June 27, 2006
Movie Review By: SFAM
Directed by: Allan Moyle
Written by: Christopher Pelham
Degree of Cyberpunk Visuals: Low
Correlation to Cyberpunk Themes: Medium
Key Cast Members:
Overview: Xchange is one of those movies that comes up with an interesting if unbelievable Sci-Fi premise (mind transference technology) and then proceeds to hose it beyond all recognition with a horrid script, bad acting and flat out bizarre (not in a good way) scenes. Still the initial idea about exchanging conscious minds is interesting enough to at least keep you watching for the first 20 minutes or so. Whether you care to after that is truly a matter of how much you like trashy cyberpunked Sci-Fi.
The Setting: In the near future, the technology can enable a person’s consciousness to be exchanged with another. So while you may take on the speech patterns of the new “host,” your thoughts and memories are still “yours.” Furthering this technology, a company, Xchange, now uses this technology to enable instant travel across the globe. You just need to go into an Xchange office, agree upon a temporary host (male or female), and plug-in. But wait, there’s more! In addition to Xchanges with humans, the Xchange corporation has also created disposable clones with supra-human abilities that are ready-made to accept a temporary mind transferal. Unfortunately, the clones only last a few days before self-destructing (one might wonder how the development of a full human clone that only lasts two days could possibly be cost-effective, but, um, this isn’t really explored). Unfortunately for society, the near-future has turned onto a world of the haves and have-nots, where corporations sit on top of a society where life is only valued if you are a corporate stooge.
The Story: Toffler (Kim Coates) is a corporate executive who has it all. His one fear is that he’s afraid of undergoing mind transferal travel, or “floating” as it has become called. Unfortunately for him, his biggest corporate customer’s CEO has been murdered and the CEO’s son needs him by his side in an hour for an important meeting on the other side of the country. Due to the time issue, Toffler is forced to undergo his first floating instance. A temporary host has been found at the last minute, so everything seems to be set. While the transferal and meeting goes off without a hitch, and in fact Toffler (now Kyle MacLachlan) has found the experience to be enjoyable, problems arise when Toffler goes back the next day to transfer into his own body. Unfortunately, the temporary host that now is traveling in Toffer’s body has not returned – worse, his current body appears to be stolen, and the Xchange corporation is asking for it to be returned. In fact, it appears that the most notorious terrorist now is in control of his body.

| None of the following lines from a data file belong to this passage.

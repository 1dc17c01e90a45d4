//! # Linux Debug Engine
//!
//! Attach on Linux means opening `/proc/<pid>/mem`.
//!
//! The open performs the same access check as `PTRACE_ATTACH` (`PTRACE_MODE_ATTACH`), so
//! permission problems surface at attach time, but the target is never stopped: no
//! `SIGSTOP`, no wait-for-stop, and the inspector can keep reading while the target runs.
//!
//! Whether the check passes depends on:
//!
//! - Yama `ptrace_scope` (`/proc/sys/kernel/yama/ptrace_scope`). With `1` (the common
//!   default) a parent may still inspect its own children, which is what the launcher
//!   produces.
//! - Matching UIDs, or `CAP_SYS_PTRACE`.
//! - The target being dumpable.
//!
//! ## References
//!
//! - [proc_pid_mem(5)](https://man7.org/linux/man-pages/man5/proc_pid_mem.5.html)
//! - [ptrace(2), "Ptrace access mode checking"](https://man7.org/linux/man-pages/man2/ptrace.2.html)

pub mod memory;

use std::fs;
use std::io::{self, ErrorKind};

use once_cell::sync::OnceCell;
use tracing::{debug, info, warn};

pub use self::memory::ProcMemory;
use crate::engine::{AttachReport, DebugEngine};
use crate::error::{PeekError, PeekResult};
use crate::target::TargetImage;
use crate::types::ProcessId;

const PTRACE_SCOPE_PATH: &str = "/proc/sys/kernel/yama/ptrace_scope";

/// Host facts probed once per process.
#[derive(Debug, Clone, Copy, PartialEq, Eq)]
pub struct HostInfo
{
    pub page_size: usize,
    /// Yama `ptrace_scope`, if the LSM is present.
    pub ptrace_scope: Option<u8>,
}

impl HostInfo
{
    #[allow(unsafe_code)] // sysconf(3)
    fn probe() -> PeekResult<Self>
    {
        let page_size = unsafe { libc::sysconf(libc::_SC_PAGESIZE) };
        let page_size = usize::try_from(page_size)
            .ok()
            .filter(|&size| size > 0)
            .ok_or_else(|| PeekError::AttachFailed("sysconf(_SC_PAGESIZE) failed".to_string()))?;

        let ptrace_scope = fs::read_to_string(PTRACE_SCOPE_PATH)
            .ok()
            .and_then(|s| s.trim().parse::<u8>().ok());

        Ok(Self {
            page_size,
            ptrace_scope,
        })
    }
}

static HOST: OnceCell<HostInfo> = OnceCell::new();

/// Linux implementation of [`DebugEngine`].
#[derive(Debug, Default)]
pub struct LinuxEngine;

impl LinuxEngine
{
    pub fn new() -> Self
    {
        Self
    }

    /// Host facts, probing them on first use.
    ///
    /// ## Errors
    ///
    /// `AttachFailed` if the page size cannot be determined.
    pub fn host_info(&self) -> PeekResult<HostInfo>
    {
        HOST.get_or_try_init(|| {
            let host = HostInfo::probe()?;
            info!(
                "Linux debug engine initialized (page size {}, ptrace_scope {})",
                host.page_size,
                host.ptrace_scope.map_or_else(|| "n/a".to_string(), |s| s.to_string())
            );
            if host.ptrace_scope.is_some_and(|scope| scope >= 2) {
                warn!("ptrace_scope >= 2: attaching will require CAP_SYS_PTRACE");
            }
            Ok(host)
        })
        .copied()
    }

    fn permission_hint(&self) -> &'static str
    {
        match HOST.get().and_then(|host| host.ptrace_scope) {
            Some(3) => "ptrace_scope is 3: attaching is disabled until reboot",
            Some(2) => "ptrace_scope is 2: run with CAP_SYS_PTRACE",
            _ => "check that the target runs as the same user and is dumpable",
        }
    }

    /// Map a failed open of `/proc/<pid>/mem` onto the attach error taxonomy.
    fn classify_open_error(&self, pid: ProcessId, err: &io::Error) -> PeekError
    {
        match err.kind() {
            ErrorKind::NotFound => PeekError::ProcessNotFound(pid.0),
            ErrorKind::PermissionDenied => PeekError::PermissionDenied(format!(
                "cannot open /proc/{pid}/mem: {err} ({})",
                self.permission_hint()
            )),
            _ => PeekError::AttachFailed(format!("cannot open /proc/{pid}/mem: {err}")),
        }
    }
}

impl DebugEngine for LinuxEngine
{
    fn name(&self) -> &'static str
    {
        "linux-procfs"
    }

    fn initialize(&self) -> PeekResult<()>
    {
        self.host_info().map(|_| ())
    }

    fn attach(&self, image: &TargetImage, pid: ProcessId) -> AttachReport
    {
        if let Err(err) = self.initialize() {
            return AttachReport::failed(err);
        }

        debug!("Attaching to PID {} ({})", pid, image.path().display());

        match ProcMemory::open(pid) {
            Ok(memory) => {
                if !memory.is_alive() {
                    // /proc/<pid>/mem of a zombie opens fine but has no address space.
                    return AttachReport::failed(PeekError::ProcessNotFound(pid.0));
                }
                info!("Attached to PID {}", pid);
                AttachReport::attached(Box::new(memory))
            }
            Err(err) => AttachReport::failed(self.classify_open_error(pid, &err)),
        }
    }
}
//! # Memory Access Operations
//!
//! Bounded reads and writes against an [`AttachedSession`].
//!
//! Both operations refuse null addresses and empty ranges, re-check the session before
//! touching the target, and treat a short transfer as a failure rather than a partial
//! success.

use std::fmt::Write as _;

use taskpeek_protocol::MemoryRequest;
use tracing::trace;

use crate::error::{PeekError, PeekResult};
use crate::session::AttachedSession;
use crate::types::Address;

/// Read exactly `request.size()` bytes at `request.address()`.
///
/// ## Errors
///
/// - `InvalidArgument`: the request is not actionable, exceeds `max_read_size`, or its
///   range wraps around the address space
/// - `CapabilityRevoked`: the session is no longer valid
/// - `ReadFailed`: the platform read failed or came back short
pub fn read_memory(session: &AttachedSession, request: MemoryRequest, max_read_size: usize) -> PeekResult<Vec<u8>>
{
    if let Some(reason) = request.skip_reason() {
        return Err(PeekError::InvalidArgument(format!("request {request} is not actionable: {reason}")));
    }

    let address = Address::new(request.address());
    let size = request.size();
    if size > max_read_size {
        return Err(PeekError::InvalidArgument(format!(
            "read of {size} byte(s) exceeds the {max_read_size}-byte limit"
        )));
    }
    if address.range_end(size).is_none() {
        return Err(PeekError::InvalidArgument(format!("range {request} wraps the address space")));
    }

    if !session.is_valid() {
        return Err(PeekError::CapabilityRevoked(session.pid().0));
    }

    let bytes = session.capability().read(address, size)?;
    if bytes.len() != size {
        return Err(PeekError::ReadFailed {
            address: address.value(),
            len: size,
            details: format!("short read: {} of {size} byte(s)", bytes.len()),
        });
    }

    trace!("Read {} from PID {}", request, session.pid());
    Ok(bytes)
}

/// Write all of `data` at `address`.
///
/// ## Errors
///
/// - `InvalidArgument`: null address, empty data, or a wrapping range
/// - `CapabilityRevoked`: the session is no longer valid
/// - `WriteFailed`: the platform write failed or came back short
pub fn write_memory(session: &AttachedSession, address: Address, data: &[u8]) -> PeekResult<usize>
{
    if address.is_null() {
        return Err(PeekError::InvalidArgument("cannot write to a null address".to_string()));
    }
    if data.is_empty() {
        return Err(PeekError::InvalidArgument("nothing to write".to_string()));
    }
    if address.range_end(data.len()).is_none() {
        return Err(PeekError::InvalidArgument(format!(
            "write of {} byte(s) at {address} wraps the address space",
            data.len()
        )));
    }

    if !session.is_valid() {
        return Err(PeekError::CapabilityRevoked(session.pid().0));
    }

    let written = session.capability().write(address, data)?;
    if written != data.len() {
        return Err(PeekError::WriteFailed {
            address: address.value(),
            len: data.len(),
            details: format!("short write: {written} of {} byte(s)", data.len()),
        });
    }

    trace!("Wrote {} byte(s) at {} in PID {}", written, address, session.pid());
    Ok(written)
}

/// Formats bytes into a traditional hex + ASCII view.
pub fn format_hexdump(base: Address, bytes: &[u8], width: usize) -> String
{
    let width = width.clamp(8, 32);
    let mut out = String::new();
    for (row, chunk) in bytes.chunks(width).enumerate() {
        let addr = base.value().saturating_add((row * width) as u64);
        let _ = write!(out, "{addr:016x}: ");

        for i in 0..width {
            match chunk.get(i) {
                Some(byte) => {
                    let _ = write!(out, "{byte:02x} ");
                }
                None => out.push_str("   "),
            }
        }

        out.push(' ');
        out.extend(chunk.iter().map(|&byte| {
            if byte.is_ascii_graphic() || byte == b' ' {
                byte as char
            } else {
                '.'
            }
        }));
        out.push('\n');
    }
    out
}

The CEO for Xchange (Janet Kidder) asks Toffler to take on the body of a clone until his real body is found. This is Tofflers’ worst nightmare. Considering clones only last a few days or so, Toffler freaks out and escapes. Strangely, he eventually gets someone to put him in a clone (Stephen Baldwin) anyways so that he can go out and find his body. From the moment Toffler escapes until the end, we get a completely bizarre and convoluted plot of corporate slimes treating the little people like trash, and screwing whoever they need to get to the top. I could go into details, but truly, for the most part it’s about as predictable as you can get.

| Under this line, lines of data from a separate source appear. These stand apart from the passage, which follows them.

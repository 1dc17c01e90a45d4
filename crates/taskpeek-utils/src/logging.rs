//! # Logging Utilities
//!
//! Logging infrastructure for taskpeek using `tracing`.
//!
//! - Pretty output for interactive use, JSON for log shippers
//! - Environment variable configuration
//! - Optional daily-rolling log file next to the console output
//!
//! ## Quick Start
//!
//! ```rust,no_run
//! use taskpeek_utils::init_logging;
//!
//! // Keep the guard alive until exit so buffered file output is flushed.
//! let _guard = init_logging().expect("Failed to initialize logging");
//! tracing::info!("Inspector started");
//! ```
//!
//! ## Environment Variables
//!
//! - `RUST_LOG`: Log level filter (e.g., `RUST_LOG=debug`, `RUST_LOG=taskpeek_core=trace`)
//! - `TASKPEEK_LOG_FORMAT`: Output format (`json` or `pretty`, default: `pretty`)
//! - `TASKPEEK_LOG_FILE`: Optional path to a log file (rotated daily)

use std::path::{Path, PathBuf};
use std::str::FromStr;
use std::{env, io};

use tracing::Level;
use tracing_appender::non_blocking::WorkerGuard;
use tracing_subscriber::fmt::time::ChronoUtc;
use tracing_subscriber::fmt::{self};
use tracing_subscriber::layer::SubscriberExt;
use tracing_subscriber::util::SubscriberInitExt;
use tracing_subscriber::{EnvFilter, Layer, Registry};

/// Environment variable selecting the output format.
pub const LOG_FORMAT_ENV: &str = "TASKPEEK_LOG_FORMAT";
/// Environment variable naming an optional log file.
pub const LOG_FILE_ENV: &str = "TASKPEEK_LOG_FILE";

type BoxedLayer = Box<dyn Layer<Registry> + Send + Sync>;

/// Log output format
#[derive(Debug, Clone, Copy, PartialEq, Eq, Default)]
pub enum LogFormat
{
    /// Pretty-printed, human-readable format
    #[default]
    Pretty,
    /// JSON, one object per line
    Json,
}

impl FromStr for LogFormat
{
    type Err = LoggingError;

    fn from_str(s: &str) -> Result<Self, Self::Err>
    {
        match s.to_lowercase().as_str() {
            "pretty" | "dev" | "development" => Ok(LogFormat::Pretty),
            "json" | "prod" | "production" => Ok(LogFormat::Json),
            _ => Err(LoggingError::InvalidFormat(format!("{s} (use 'pretty' or 'json')"))),
        }
    }
}

/// Log level
#[derive(Debug, Clone, Copy, PartialEq, Eq)]
pub enum LogLevel
{
    Error,
    Warn,
    Info,
    Debug,
    Trace,
}

impl From<LogLevel> for Level
{
    fn from(level: LogLevel) -> Self
    {
        match level {
            LogLevel::Error => Level::ERROR,
            LogLevel::Warn => Level::WARN,
            LogLevel::Info => Level::INFO,
            LogLevel::Debug => Level::DEBUG,
            LogLevel::Trace => Level::TRACE,
        }
    }
}

impl FromStr for LogLevel
{
    type Err = LoggingError;

    fn from_str(s: &str) -> Result<Self, Self::Err>
    {
        match s.to_lowercase().as_str() {
            "error" | "err" => Ok(LogLevel::Error),
            "warn" | "warning" => Ok(LogLevel::Warn),
            "info" => Ok(LogLevel::Info),
            "debug" | "dbg" => Ok(LogLevel::Debug),
            "trace" => Ok(LogLevel::Trace),
            _ => Err(LoggingError::InvalidLevel(format!(
                "{s} (use 'error', 'warn', 'info', 'debug', or 'trace')"
            ))),
        }
    }
}

/// Resolved logging settings.
#[derive(Debug, Clone, Default, PartialEq, Eq)]
pub struct LogConfig
{
    /// Explicit level. `None` defers to `RUST_LOG`, then `info`.
    pub level: Option<LogLevel>,
    pub format: LogFormat,
    /// Optional log file, written through a non-blocking daily-rolling appender.
    pub file: Option<PathBuf>,
}

impl LogConfig
{
    /// Read `TASKPEEK_LOG_FORMAT` and `TASKPEEK_LOG_FILE`.
    ///
    /// An unparseable format falls back to [`LogFormat::Pretty`].
    pub fn from_env() -> Self
    {
        let format = env::var(LOG_FORMAT_ENV)
            .ok()
            .and_then(|s| LogFormat::from_str(&s).ok())
            .unwrap_or_default();

        let file = env::var(LOG_FILE_ENV)
            .ok()
            .filter(|s| !s.trim().is_empty())
            .map(PathBuf::from);

        Self {
            level: None,
            format,
            file,
        }
    }
}

/// Keeps the non-blocking file writer alive. Dropping it flushes pending file output.
#[must_use = "dropping the guard stops file logging"]
#[derive(Debug, Default)]
pub struct LoggingGuard
{
    _file: Option<WorkerGuard>,
}

/// Initialize logging from the environment.
///
/// ## Errors
///
/// Returns an error if a global subscriber is already installed.
pub fn init_logging() -> Result<LoggingGuard, LoggingError>
{
    init_logging_with(&LogConfig::from_env())
}

/// Initialize logging with an explicit level and format (file output still read from the environment).
///
/// ## Errors
///
/// Returns an error if a global subscriber is already installed.
pub fn init_logging_with_level(level: LogLevel, format: LogFormat) -> Result<LoggingGuard, LoggingError>
{
    let config = LogConfig {
        level: Some(level),
        format,
        ..LogConfig::from_env()
    };
    init_logging_with(&config)
}

/// Initialize logging from a resolved [`LogConfig`].
///
/// ## Errors
///
/// Returns an error if a global subscriber is already installed.
pub fn init_logging_with(config: &LogConfig) -> Result<LoggingGuard, LoggingError>
{
    let mut layers: Vec<BoxedLayer> = vec![console_layer(config.format, build_filter(config.level))];
    let mut guard = LoggingGuard::default();

    if let Some(path) = &config.file {
        let (layer, worker) = file_layer(path, config.format, build_filter(config.level));
        layers.push(layer);
        guard._file = Some(worker);
    }

    Registry::default()
        .with(layers)
        .try_init()
        .map_err(|e| LoggingError::InitializationFailed(e.to_string()))?;

    Ok(guard)
}

/// Priority: explicit level, then `RUST_LOG` (which may hold per-crate directives), then `info`.
fn build_filter(level: Option<LogLevel>) -> EnvFilter
{
    match level {
        Some(level) => EnvFilter::new(Level::from(level).to_string()),
        None => EnvFilter::try_from_default_env().unwrap_or_else(|_| EnvFilter::new(Level::INFO.to_string())),
    }
}

fn console_layer(format: LogFormat, filter: EnvFilter) -> BoxedLayer
{
    let base = fmt::layer()
        .with_target(true)
        .with_thread_ids(true)
        .with_thread_names(true)
        .with_file(true)
        .with_line_number(true)
        .with_timer(ChronoUtc::rfc_3339())
        .with_writer(io::stdout);

    match format {
        LogFormat::Pretty => base.with_ansi(true).with_filter(filter).boxed(),
        LogFormat::Json => base
            .json()
            .with_current_span(true)
            .with_span_list(true)
            .with_filter(filter)
            .boxed(),
    }
}

fn file_layer(path: &Path, format: LogFormat, filter: EnvFilter) -> (BoxedLayer, WorkerGuard)
{
    let directory = path.parent().filter(|p| !p.as_os_str().is_empty()).unwrap_or(Path::new("."));
    let appender = tracing_appender::rolling::daily(directory, path.file_name().unwrap_or_default());
    let (writer, guard) = tracing_appender::non_blocking(appender);

    let base = fmt::layer()
        .with_writer(writer)
        .with_target(true)
        .with_thread_ids(true)
        .with_file(true)
        .with_line_number(true)
        .with_timer(ChronoUtc::rfc_3339())
        .with_ansi(false); // No ANSI in files

    let layer = match format {
        LogFormat::Pretty => base.with_filter(filter).boxed(),
        LogFormat::Json => base
            .json()
            .with_current_span(true)
            .with_span_list(true)
            .with_filter(filter)
            .boxed(),
    };

    (layer, guard)
}

/// Logging initialization error
#[derive(Debug, thiserror::Error)]
pub enum LoggingError
{
    /// Invalid log format
    #[error("Invalid log format: {0}")]
    InvalidFormat(String),

    /// Invalid log level
    #[error("Invalid log level: {0}")]
    InvalidLevel(String),

    /// A global subscriber was already installed
    #[error("Failed to initialize logging: {0}")]
    InitializationFailed(String),
}

#[cfg(test)]
mod tests
{
    use super::*;

    #[test]
    fn test_log_format_from_str()
    {
        assert_eq!(LogFormat::from_str("pretty").unwrap(), LogFormat::Pretty);
        assert_eq!(LogFormat::from_str("JSON").unwrap(), LogFormat::Json);
        assert_eq!(LogFormat::from_str("dev").unwrap(), LogFormat::Pretty);
        assert_eq!(LogFormat::from_str("prod").unwrap(), LogFormat::Json);
        assert!(matches!(
            LogFormat::from_str("invalid"),
            Err(LoggingError::InvalidFormat(_))
        ));
    }

    #[test]
    fn test_log_level_from_str()
    {
        assert_eq!(LogLevel::from_str("error").unwrap(), LogLevel::Error);
        assert_eq!(LogLevel::from_str("warning").unwrap(), LogLevel::Warn);
        assert_eq!(LogLevel::from_str("info").unwrap(), LogLevel::Info);
        assert_eq!(LogLevel::from_str("dbg").unwrap(), LogLevel::Debug);
        assert_eq!(LogLevel::from_str("trace").unwrap(), LogLevel::Trace);
        assert!(matches!(LogLevel::from_str("loud"), Err(LoggingError::InvalidLevel(_))));
    }

    #[test]
    fn test_log_level_to_tracing_level()
    {
        assert_eq!(Level::from(LogLevel::Error), Level::ERROR);
        assert_eq!(Level::from(LogLevel::Warn), Level::WARN);
        assert_eq!(Level::from(LogLevel::Info), Level::INFO);
        assert_eq!(Level::from(LogLevel::Debug), Level::DEBUG);
        assert_eq!(Level::from(LogLevel::Trace), Level::TRACE);
    }

    #[test]
    fn test_default_config()
    {
        let config = LogConfig::default();
        assert_eq!(config.format, LogFormat::Pretty);
        assert!(config.level.is_none());
        assert!(config.file.is_none());
    }
}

Scenes Too Stupid for Words: OK, Xchange is almost worth sitting through just to see the quick-cut shot of the CEO chick in the buff screwing the son bad guy while arguing about their absurd take over the world plan at the same time. The narrative called for the beans to be spilled on who the bad guys were, and why they were working together, so, for whatever reasons, they tried to combine the two scenes into one. Truly, this has to be one of the most idiotic sex scenes ever put on film. There are others in Xchange that are pretty bad, where similarly, something has to happen in the narrative but they couldn’t bother spending more than 10 minutes coming up with the details. But truly, the CEO sex scene has to be seen to be believed.

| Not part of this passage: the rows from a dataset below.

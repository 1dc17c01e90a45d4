//! # taskpeek-core
//!
//! Process launch, debug attach, and cross-process memory access for taskpeek.
//!
//! This crate provides:
//! - Launching a target with its stdout wired into a [`RequestChannel`]
//! - The [`DebugEngine`] / [`MemoryAccess`] capability contract and platform backends
//! - Validated, cached [`AttachedSession`]s
//! - Bounded reads and writes of the target's memory
//! - The [`Inspector`] control loop that ties them together
//!
//! ## Platform Support
//!
//! - **Linux**: `/proc/<pid>/mem` (ptrace access check, target never stopped)
//! - **macOS**: Mach APIs (`task_for_pid`, `mach_vm_read_overwrite`)
//! - **Other Unix**: everything but attach works; [`create_engine`] returns `Unsupported`
//!
//! ## Example
//!
//! ```rust,no_run
//! use std::path::Path;
//!
//! use taskpeek_core::prelude::*;
//!
//! let config = InspectorConfig::default();
//! let (mut target, mut channel) = Launcher::new(&config).launch(Path::new("./my-target"))?;
//! let mut inspector = Inspector::for_target(create_engine()?, config, &target)?;
//! let reason = inspector.run(&mut channel, &mut target);
//! println!("{reason:?}");
//! # Ok::<(), PeekError>(())
//! ```
//!
//! ## Why unsafe code is needed
//!
//! Spawning, polling the pipe, and the Mach memory calls go straight to libc and the
//! kernel. Each call is wrapped in a safe function and the `unsafe` blocks are kept to
//! the FFI call itself.

#![allow(unsafe_code)] // Required for low-level system APIs (posix_spawn, poll, Mach)

pub mod channel;
pub mod config;
pub mod engine;
pub mod error;
pub mod inspector;
pub mod launch;
pub mod memory;
pub mod platform;
pub mod prelude;
pub mod report;
pub mod session;
pub mod target;
pub mod types;

pub use channel::{ChannelEvent, RequestChannel};
pub use config::InspectorConfig;
pub use engine::{attach_is_usable, create_engine, AttachReport, DebugEngine, MemoryAccess};
pub use error::{PeekError, PeekResult};
pub use inspector::{ExitReason, Inspector, LoopState, LoopStats, ServiceOutcome};
pub use launch::{Launcher, TargetProcess};
pub use report::{ChannelSink, LogSink, ReportEvent, ReportSink};
pub use session::{AttachedSession, SessionCache, SessionSlot};
pub use target::{ImageKind, TargetImage};
pub use types::{Address, ProcessId, TargetExit};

The Bottom Line: The mind transfer technology in Xchange could have potentially been interesting, but instead it is delivered in a completely simplistic and non-believable way. Worse, the surrounding story sucks horribly, and the acting, especially from Stephen Baldwin is pretty lousy. But again, the story idea was at least interesting, as was the bizarre floater bar. And the production values were at least on par with TV movies, so Xchange earns a solid 4 stars.